Tunisia, la moglie del presidente fugge con 1,5 tonnellate di oro



La moglie dell’ex presidente tunisino Zine El-Abidine Ben Ali, deposto dopo 23 anni trascorsi al potere da manifestazioni di piazza senza precendeti, sarebbe fuggita dalla Tunisia con una tonnellata e mezza d’oro. Lo rivela il quotidiano francese Le Monde, che cita fonti dei servizi segreti francesi. Secondo informazioni raccolte a Tunisi, Leila Trabelsi, la moglie del presidente, si sarebbe recata alla Banca di Tunisia per prelevare dei lingotti d’oro. Il governatore si sarebbe inizialmente opposto, e la signora Ben Ali avrebbe quindi chiamato il marito il quale, dopo essersi anch’egli opposto, avrebbe alla fine ceduto.
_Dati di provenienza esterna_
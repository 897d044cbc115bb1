// SPDX-License-Identifier: Apache-2.0

//! The supply pipe: a pipe that originates an index scope.

use crate::droplet::{Droplet, ScopeId};
use crate::error::PushError;
use crate::monitor::PipeHandle;
use crate::pipe::Pipe;
use std::num::NonZeroUsize;
use std::ops::Deref;
use std::sync::Arc;
use std::sync::atomic::{AtomicU64, Ordering};

type Predicate<T> = Arc<dyn Fn(&T) -> bool + Send + Sync>;

/// A [`Pipe`] that additionally originates an index scope and optionally
/// filters pushes through a predicate.
///
/// Every value successfully pushed through a supply pipe is stamped with the
/// next index of the pipe's scope; downstream scope-preserving pipes restore
/// this order no matter how concurrent pushers interleave. A value rejected
/// by the predicate is silently discarded and consumes no index, so the
/// surviving drops still form a gap-free sequence.
///
/// Supply pipes accept pushes from arbitrarily many producers; the graph
/// validator reports such configurations as `MULTIPLE_INPUTS`. Note that
/// with several producers the end-of-input signal must be coordinated by the
/// caller (e.g. with a latch): a producer racing a close observes
/// [`PushError::Closed`].
pub struct SupplyPipe<T> {
    pipe: Arc<Pipe<T>>,
    scope: ScopeId,
    next_index: AtomicU64,
    predicate: Option<Predicate<T>>,
}

impl<T: Send + 'static> SupplyPipe<T> {
    /// Creates a supply pipe owning a fresh index scope.
    #[must_use]
    pub fn new(name: impl Into<String>, base_capacity: NonZeroUsize) -> Arc<Self> {
        Self::build(name, base_capacity, None)
    }

    /// Creates a supply pipe that only admits values satisfying `predicate`.
    #[must_use]
    pub fn with_predicate(
        name: impl Into<String>,
        base_capacity: NonZeroUsize,
        predicate: impl Fn(&T) -> bool + Send + Sync + 'static,
    ) -> Arc<Self> {
        Self::build(name, base_capacity, Some(Arc::new(predicate)))
    }

    fn build(
        name: impl Into<String>,
        base_capacity: NonZeroUsize,
        predicate: Option<Predicate<T>>,
    ) -> Arc<Self> {
        let pipe = Pipe::with_kind(name, base_capacity, true);
        let scope = ScopeId::fresh();
        pipe.register_scope(scope);
        Arc::new(Self {
            pipe,
            scope,
            next_index: AtomicU64::new(0),
            predicate,
        })
    }

    /// The index scope this pipe originates.
    #[must_use]
    pub fn scope(&self) -> ScopeId {
        self.scope
    }

    /// A shared handle to the underlying pipe, for wiring consumers.
    #[must_use]
    pub fn pipe(&self) -> Arc<Pipe<T>> {
        self.pipe.clone()
    }

    /// Evaluates the predicate and, if the value is admitted, stamps it with
    /// the scope's next index.
    ///
    /// Returns `None` for a value rejected by the predicate; no index is
    /// consumed. The returned droplet must still be pushed with
    /// [`Pipe::push`] — suppliers use this split to serialize value
    /// acquisition with index assignment while letting the pushes themselves
    /// run concurrently.
    pub fn stamp(&self, value: T) -> Option<Droplet<T>> {
        if let Some(predicate) = &self.predicate {
            if !predicate(&value) {
                return None;
            }
        }
        let index = self.next_index.fetch_add(1, Ordering::Relaxed);
        Some(Droplet::new(self.scope, index, value))
    }

    /// Pushes a value, stamping it with the scope's next index.
    ///
    /// Resolves to `Ok(true)` once the drop is placed, `Ok(false)` if the
    /// predicate rejected it (no index consumed), and fails with
    /// [`PushError::Closed`] after end-of-input.
    pub async fn push(&self, value: T) -> Result<bool, PushError<T>> {
        match self.stamp(value) {
            Some(droplet) => {
                self.pipe.push(droplet).await?;
                Ok(true)
            }
            None => Ok(false),
        }
    }
}

impl<T: Send + 'static> Deref for SupplyPipe<T> {
    type Target = Pipe<T>;

    fn deref(&self) -> &Self::Target {
        &self.pipe
    }
}
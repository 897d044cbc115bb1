// SPDX-License-Identifier: Apache-2.0

//! The bounded, scope-ordered pipe.
//!
//! A pipe keeps two internal stores of at most `base_capacity` drops each:
//! the in-order queue, holding drops ready for consumers, and the
//! out-of-order cache, holding drops whose scope predecessors have not
//! arrived yet. Concurrent producers may complete their pushes in any
//! real-time order; a drop only moves to the in-order queue once its index
//! equals the scope's next expected index, so consumers always observe a
//! contiguous index sequence per scope.
//!
//! Backpressure: once a store is full the corresponding pushes suspend. The
//! total number of visible drops is bounded by `2 * base_capacity` plus the
//! number of in-flight pushers ("in-push" drops, admitted but not enqueued).

use crate::droplet::{Droplet, ScopeId};
use crate::error::PushError;
use crate::meter::Meter;
use crate::monitor::{PipeHandle, PipeInfo, PipeMonitoring};
use parking_lot::Mutex;
use std::collections::{BTreeMap, HashMap, VecDeque};
use std::fmt;
use std::future::Future;
use std::num::NonZeroUsize;
use std::pin::Pin;
use std::sync::Arc;
use std::sync::atomic::{AtomicBool, AtomicU64, AtomicUsize, Ordering};
use std::task::{Context, Poll, Waker};

/// Process-scoped allocator for pipe identities.
static NEXT_PIPE: AtomicU64 = AtomicU64::new(0);

/// Process-unique identity of a pipe.
///
/// The graph validator refers to pipes by id, never by reference, which
/// keeps the assembled graph free of ownership cycles.
#[derive(Debug, Clone, Copy, PartialEq, Eq, Hash, PartialOrd, Ord)]
pub struct PipeId(u64);

impl fmt::Display for PipeId {
    fn fmt(&self, f: &mut fmt::Formatter<'_>) -> fmt::Result {
        write!(f, "pipe#{}", self.0)
    }
}

/// Bounded FIFO queue of droplets with per-scope order restoration,
/// end-of-input signaling, and multi-producer/multi-consumer semantics.
///
/// Pipes are created behind an [`Arc`] and shared between the producing and
/// consuming workers; every operation takes `&self`.
pub struct Pipe<T> {
    id: PipeId,
    name: String,
    base_capacity: NonZeroUsize,
    supply: bool,
    state: Mutex<PipeState<T>>,
    stats: PipeStats,
}

/// Per-scope ordering state: the next index consumers are owed, and the
/// drops that arrived ahead of it.
struct ScopeState<T> {
    next_expected: u64,
    pending: BTreeMap<u64, T>,
}

struct PipeState<T> {
    in_order: VecDeque<Droplet<T>>,
    scopes: HashMap<ScopeId, ScopeState<T>>,
    /// Total drops across all scopes' pending maps.
    out_of_order: usize,
    /// Pushes admitted but not yet enqueued.
    in_push: usize,
    end_of_input: bool,
    push_wakers: Vec<Waker>,
    pop_wakers: Vec<Waker>,
}

/// Lock-free mirrors of the queue counters, for monitoring.
struct PipeStats {
    in_order: AtomicUsize,
    out_of_order: AtomicUsize,
    in_push: AtomicUsize,
    drops_pushed: AtomicU64,
    end_of_input: AtomicBool,
    load: Meter,
}

impl<T> PipeState<T> {
    /// Moves contiguous out-of-order successors into the in-order queue,
    /// advancing each scope's next expected index, while the in-order queue
    /// has room. Returns the number of drops moved.
    fn drain_ready(&mut self, capacity: usize) -> usize {
        let mut moved = 0;
        for (&scope, ss) in &mut self.scopes {
            while self.in_order.len() < capacity {
                let ready = ss
                    .pending
                    .first_key_value()
                    .is_some_and(|(&index, _)| index == ss.next_expected);
                if !ready {
                    break;
                }
                if let Some((index, value)) = ss.pending.pop_first() {
                    self.in_order.push_back(Droplet::new(scope, index, value));
                    ss.next_expected += 1;
                    self.out_of_order -= 1;
                    moved += 1;
                }
            }
        }
        moved
    }
}

/// Stores `waker` unless an equivalent waker is already parked.
fn register_waker(wakers: &mut Vec<Waker>, waker: &Waker) {
    if !wakers.iter().any(|parked| parked.will_wake(waker)) {
        wakers.push(waker.clone());
    }
}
La ex first Lady tunisina - scrive Le Monde - avrebbe quindi preso un volo per Dubai, prima di ripartire per Gedda, in Arabia Saudita, dove si è rifugiato il marito. «Sembra che la signora Ben Ali sia partita con l’oro», spiega un alto responsabile francese. «Una tonnellata e mezza d’oro, dal valore di 45 milioni di euro». Secondo Le Monde ancora non sono chiari i contorni della fuga di Ben Ali. Il presidente probabilmente non pensava in un epilogo così repentino della crisi, e diverse cancellerie europee ritengono che la sua sua fuga sia stata facilitata dai servizi di sicurezza libici.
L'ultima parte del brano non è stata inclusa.